January 4, 2017, I had awoken abruptly from my slumber when I heard my mother in her room. It was there I found her; she had attempted suicide. Luckily, I found her when I did, and she was able to be saved. September 18, 2018, I received a call from my family friend that my childhood best friend had taken her own life, she was just 22 years old. June 29, 2019, my cousin called me sobbing on the other end of the phone, while I was at work my stepmother had found my father dead. His death was ruled a suicide. All three of these traumatic events have impacted my life’s journey, but they’ve instilled in me a precious virtue that I’ll carry with me forever; deep honesty.
Deep honesty is not the easiest personality trait to instill within yourself, but after some brutal self-talks and countless Kleenex boxes, I’ve promised myself that if I ever get to a point where I have thoughts of self-harm, that I’ll recognize them and seek help. Being deeply honest with myself isn’t just a depressed activity, it happens daily. Every day I think about those three days and how they’re going to impact me. And every day I make the choice of whether or not I’m going to let those three days define how I move forward in my life. Because I value my life, every day I make the choice to power through the pain those days have left me and power through, so that one day I could help other people, and myself, choose life.

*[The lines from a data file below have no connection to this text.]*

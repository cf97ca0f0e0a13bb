//! Characteristic lines of the flow.
//!
//! Characteristic lines are tangential to the flow: a massless particle seeded at `x_0`
//! follows `dx(t)/dt = v(x(t), t)`, `x(0) = x_0`.
//!
//! - Streamlines follow particles through one frozen velocity snapshot.
//! - Pathlines follow particles through time and space.
//! - Streaklines connect the particles continuously released at a fixed position.
//!
//! If the flow is steady, all three kinds of lines coincide.

pub use self::integrator::{IntegrationScheme, StepOutcome};
pub use self::particle::{Particle, ParticleState, Termination};
pub use self::particle_tracer::{ParticleTracer, TracerKind};
pub use self::sampler::{FlowSnapshot, StaggeredFieldSampler, Staggering};
pub use self::seeding::{seeding_locations_for_scenario, seeding_locations_in_fluid, SeedingRule};
pub use self::steady_flow_tracer::SteadyFlowTracer;
pub use self::time_varying_tracer::{TimeVaryingMode, TimeVaryingTracer};
pub use self::tracer_parameters::TracerParameters;
pub use self::trajectory::{Trajectories, Trajectory, TrajectoryAttributes};

mod integrator;
mod particle;
mod particle_tracer;
mod sampler;
mod seeding;
mod steady_flow_tracer;
mod time_varying_tracer;
mod tracer_parameters;
mod trajectory;
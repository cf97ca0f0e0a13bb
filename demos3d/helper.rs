use cfdtrace3d::geometry::{Grid3, GridGeometry};
use cfdtrace3d::math::{Point, Real, Vector};
use cfdtrace3d::scenario::Scenario;
use cfdtrace3d::tracing::{FlowSnapshot, Staggering};
use na::{point, vector};
use std::f32::consts::PI;

/// The default grid of every scenario.
pub fn scenario_geometry(scenario: Scenario) -> anyhow::Result<GridGeometry> {
    let (num_cells, size) = match scenario {
        Scenario::DrivenCavity => ([16, 16, 16], vector![1.0, 1.0, 1.0]),
        Scenario::FlowOverStep => ([40, 10, 4], vector![4.0, 1.0, 0.4]),
        Scenario::KarmanVortexStreet => ([48, 12, 4], vector![4.0, 1.0, 0.4]),
        Scenario::NaturalConvection | Scenario::RayleighBenardConvection => {
            ([24, 12, 6], vector![2.0, 1.0, 0.5])
        }
        Scenario::SingleTower => ([32, 16, 8], vector![4.0, 2.0, 1.0]),
    };

    Ok(GridGeometry::from_extent(num_cells, point![0.0, 0.0, 0.0], size)?)
}

/// Analytic stand-in for the solver output of one time step.
pub struct FlowFields {
    pub u: Grid3<Real>,
    pub v: Grid3<Real>,
    pub w: Grid3<Real>,
    pub pressure: Grid3<Real>,
    pub temperature: Grid3<Real>,
}

impl FlowFields {
    pub fn new(scenario: Scenario, geometry: &GridGeometry, t: Real) -> Self {
        let velocity = |p: Point<Real>| synthetic_velocity(scenario, geometry, &p, t);

        Self {
            u: sample(geometry, Staggering::FaceX, |p| velocity(p).x),
            v: sample(geometry, Staggering::FaceY, |p| velocity(p).y),
            w: sample(geometry, Staggering::FaceZ, |p| velocity(p).z),
            pressure: sample(geometry, Staggering::CellCenter, |p| {
                1.0 - 0.5 * velocity(p).norm_squared()
            }),
            temperature: sample(geometry, Staggering::CellCenter, |p| {
                let rel = relative(geometry, &p);
                match scenario {
                    Scenario::NaturalConvection => 1.0 - rel.x,
                    Scenario::RayleighBenardConvection => 1.0 - rel.y,
                    _ => 0.0,
                }
            }),
        }
    }

    pub fn snapshot(&self) -> FlowSnapshot {
        FlowSnapshot::velocity(&self.u, &self.v, &self.w)
            .with_pressure(&self.pressure)
            .with_temperature(&self.temperature)
    }
}

// Coordinates of `p` relative to the domain box, in `[0, 1]` inside of it.
fn relative(geometry: &GridGeometry, p: &Point<Real>) -> Vector<Real> {
    (p - geometry.origin()).component_div(&geometry.size())
}

fn synthetic_velocity(
    scenario: Scenario,
    geometry: &GridGeometry,
    p: &Point<Real>,
    t: Real,
) -> Vector<Real> {
    let rel = relative(geometry, p);
    let (x, y) = (rel.x as f32, rel.y as f32);
    let t = t as f32;

    let vel = match scenario {
        // One recirculation cell, slowly pulsating.
        Scenario::DrivenCavity => {
            let s = 1.0 + 0.2 * t.sin();
            vector![
                PI * (PI * x).sin() * (PI * y).cos() * s,
                -PI * (PI * x).cos() * (PI * y).sin() * s,
                0.0
            ]
        }
        // Two counter-rotating rolls.
        Scenario::NaturalConvection | Scenario::RayleighBenardConvection => vector![
            PI * (2.0 * PI * x).sin() * (PI * y).cos(),
            -2.0 * PI * (2.0 * PI * x).cos() * (PI * y).sin(),
            0.0
        ],
        // Main stream with a travelling transverse wave.
        Scenario::FlowOverStep | Scenario::KarmanVortexStreet | Scenario::SingleTower => vector![
            1.0,
            0.2 * (4.0 * PI * x - 3.0 * t).sin() * (PI * y).sin(),
            0.0
        ],
    };

    vel.map(|c| c as Real)
}

fn sample(
    geometry: &GridGeometry,
    staggering: Staggering,
    f: impl Fn(Point<Real>) -> Real,
) -> Grid3<Real> {
    let offset = staggering.index_offset();
    let origin = geometry.origin();
    let cell_size = geometry.cell_size();

    Grid3::from_fn(staggering.dims(geometry), |i, j, k| {
        let ijk = vector![i as Real, j as Real, k as Real];
        f(origin + (ijk - offset).component_mul(&cell_size))
    })
}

When I say the word “suicide” it feels like a thousand tiny swords just declared battle on my tongue. Even as I type this now, typing the word suicide feels like my fingers are dancing across a keyboard of lava and not plastic keys. Each letter sends chills up my spine. Why? It’s just a word, but because three people I loved thought for moment in time the world would be better without them. All three of them were wrong. When my father first passed my family and I scrambled for a way to tell people his cause of death without sounding so harsh. A therapist recommended the phrase “they chose to leave us.” In those five words we found some comfort.
That phrase has given my family and I enough shelter to deal with the passing without hurting us too much, but within my journey into the deepest form of honesty I can find, I know it’s just a coping skill for us to employ.
When my mother talks about her attempt, she immediately will say how much she regretted trying to leave this world. She’ll tell you about how irrational she felt as soon as she tried to end her life. We’ve spent years trying to pick up the pieces of our broken relationship and I wish the same could have happened with my father and I. So, to honor him and my old bestie, I vow to live every day in the most honest way I can. I promise to be true to myself and not lie to myself if I feel as though I’m slipping into dark waters.
It might’ve been their choice to leave, but it’s my choice to stay.